A collection of health groups, including the Heart Foundation and the Cancer Council of Australia, is working to close a loophole in Victorian legislation that allows people to smoke waterpipes in enclosed areas.
Current state laws mean people can't smoke a cigarette or tobacco inside restaurants, cafes and in some al-fresco areas.
But legislation fails to identify tobacco that's smoked from a waterpipe, also known as a hookah or shisha, as a 'tobacco product'.
The Australian Lebanese Medical Association has teamed up with the Cancer Council of Victoria, Quit Victoria and the Heart Foundation and has recommended the state government make changes to legislation.
“Since 1 March, 2006, smoking has been banned in enclosed workplaces (including restaurants and bars) in Victoria. Despite this, waterpipe tobacco continues to be smoked indoors at shisha cafes as the Act’s definition of ‘tobacco product’ fails to include waterpipe tobacco,” ALMA president Dr Walid Ahmar said.
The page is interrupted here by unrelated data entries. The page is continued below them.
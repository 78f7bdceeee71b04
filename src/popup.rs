//! Click-to-toggle behavior for popup containers.
//!
//! Every element carrying the marker class gets a click listener when the
//! page becomes ready. A click walks from the event target up through its
//! parents to the nearest marked element and flips the visibility class on
//! it. Visibility lives only in the element's `class` attribute.

use super::*;
use std::rc::Rc;

pub const DEFAULT_MARKER_CLASS: &str = "popup";
pub const DEFAULT_SHOWN_CLASS: &str = "shown";

/// Class names the toggler reads and writes.
#[derive(Debug, Clone, PartialEq, Eq)]
pub struct PopupConfig {
    marker_class: String,
    shown_class: String,
}

impl PopupConfig {
    pub fn new(marker_class: &str, shown_class: &str) -> Result<Self> {
        for name in [marker_class, shown_class] {
            if !is_valid_class_token(name) {
                return Err(Error::InvalidClassName(name.to_string()));
            }
        }
        if marker_class == shown_class {
            return Err(Error::InvalidClassName(format!(
                "{shown_class} is also the marker class"
            )));
        }
        Ok(Self {
            marker_class: marker_class.to_string(),
            shown_class: shown_class.to_string(),
        })
    }

    pub fn marker_class(&self) -> &str {
        &self.marker_class
    }

    pub fn shown_class(&self) -> &str {
        &self.shown_class
    }
}

impl Default for PopupConfig {
    fn default() -> Self {
        Self {
            marker_class: DEFAULT_MARKER_CLASS.to_string(),
            shown_class: DEFAULT_SHOWN_CLASS.to_string(),
        }
    }
}

#[derive(Debug, Clone, Default)]
pub struct PopupToggler {
    config: PopupConfig,
}

impl PopupToggler {
    pub fn new(config: PopupConfig) -> Self {
        Self { config }
    }

    pub fn config(&self) -> &PopupConfig {
        &self.config
    }

    /// Runs [`PopupToggler::init`] when the page fires its ready signal.
    pub fn install(self, page: &mut Page) -> ListenerId {
        page.on_ready(move |page| self.init(page).map(|_| ()))
    }

    /// Binds a click listener to every popup currently in the document, in
    /// document order, and returns how many were bound.
    ///
    /// Binding happens once per page and marker class; a repeated call
    /// registers nothing and fails with [`Error::AlreadyInitialized`].
    pub fn init(&self, page: &mut Page) -> Result<usize> {
        let key = format!("popup-toggler:{}", self.config.marker_class);
        if !page.claim_init(&key) {
            return Err(Error::AlreadyInitialized(key));
        }

        let popups = page.elements_by_class_name(&self.config.marker_class);
        let shared = Rc::new(BoundPopups {
            toggler: self.clone(),
            nodes: popups.iter().copied().collect(),
        });
        for popup in &popups {
            let bound_popups = Rc::clone(&shared);
            let bound = *popup;
            page.add_event_listener(bound, "click", false, move |page, event| {
                bound_popups.on_click(page, bound, event)
            });
        }

        if page.trace_enabled() {
            page.trace_line(format!(
                "[popup] bound {} elements marker={}",
                popups.len(),
                self.config.marker_class
            ));
        }
        Ok(popups.len())
    }

    /// Toggles the visibility class on the nearest popup at or above
    /// `target`. Returns the toggled popup, or `None` when no ancestor
    /// carries the marker.
    pub fn handle_click(&self, page: &mut Page, target: NodeId) -> Result<Option<NodeId>> {
        match page.closest_with_class(target, &self.config.marker_class) {
            Some(popup) => {
                self.toggle(page, popup)?;
                Ok(Some(popup))
            }
            None => {
                if page.trace_enabled() {
                    let label = page.trace_node_label(target);
                    page.trace_line(format!("[popup] no popup ancestor for {label}"));
                }
                Ok(None)
            }
        }
    }

    pub fn is_shown(&self, page: &Page, popup: NodeId) -> Result<bool> {
        page.has_class(popup, &self.config.shown_class)
    }

    fn toggle(&self, page: &mut Page, popup: NodeId) -> Result<bool> {
        let shown = page.class_toggle(popup, &self.config.shown_class)?;
        if page.trace_enabled() {
            let label = page.trace_node_label(popup);
            page.trace_line(format!("[popup] toggle {label} shown={shown}"));
        }
        Ok(shown)
    }
}

/// Popups bound by one `init` call, shared by their listeners.
struct BoundPopups {
    toggler: PopupToggler,
    nodes: HashSet<NodeId>,
}

impl BoundPopups {
    // A click bubbles through every enclosing bound popup. Only the nearest
    // listener acts, toggling the nearest marked popup whether bound or not.
    fn on_click(&self, page: &mut Page, bound: NodeId, event: &EventState) -> Result<()> {
        if self.nearest_bound(page, event.target) != Some(bound) {
            return Ok(());
        }
        self.toggler.handle_click(page, event.target)?;
        Ok(())
    }

    fn nearest_bound(&self, page: &Page, node: NodeId) -> Option<NodeId> {
        let mut cursor = Some(node);
        while let Some(current) = cursor {
            if self.nodes.contains(&current) {
                return Some(current);
            }
            cursor = page.parent(current);
        }
        None
    }
}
“It is unacceptable to continue to expose staff and customers to this risk because of legislative oversight.”
Smoking a waterpipe indoors is prohibited in all other states.
Waterpipe tobacco contains nicotine and has also been associated with carbon monoxide poisoning.
Quit Victoria says waterpipe smoke contains many of the same toxins as cigarette smoke, which can cause cardiovascular disease and cancer.
An average daily waterpipe user would inhale the same amount of nicotine contained in 10 cigarettes, research from Quit Victoria has found.
Rashid Freihat, the manager of a shisha cafe in Melbourne, says waterpipe smoking is a recreational and cultural activity.
He fears banning it from indoor use would hit his bottom line.
“That would shut me down,” he says. “It’s inevitable. The shisha side of things is the bulk of our trade.”
“People come here rather than going out and getting drunk.”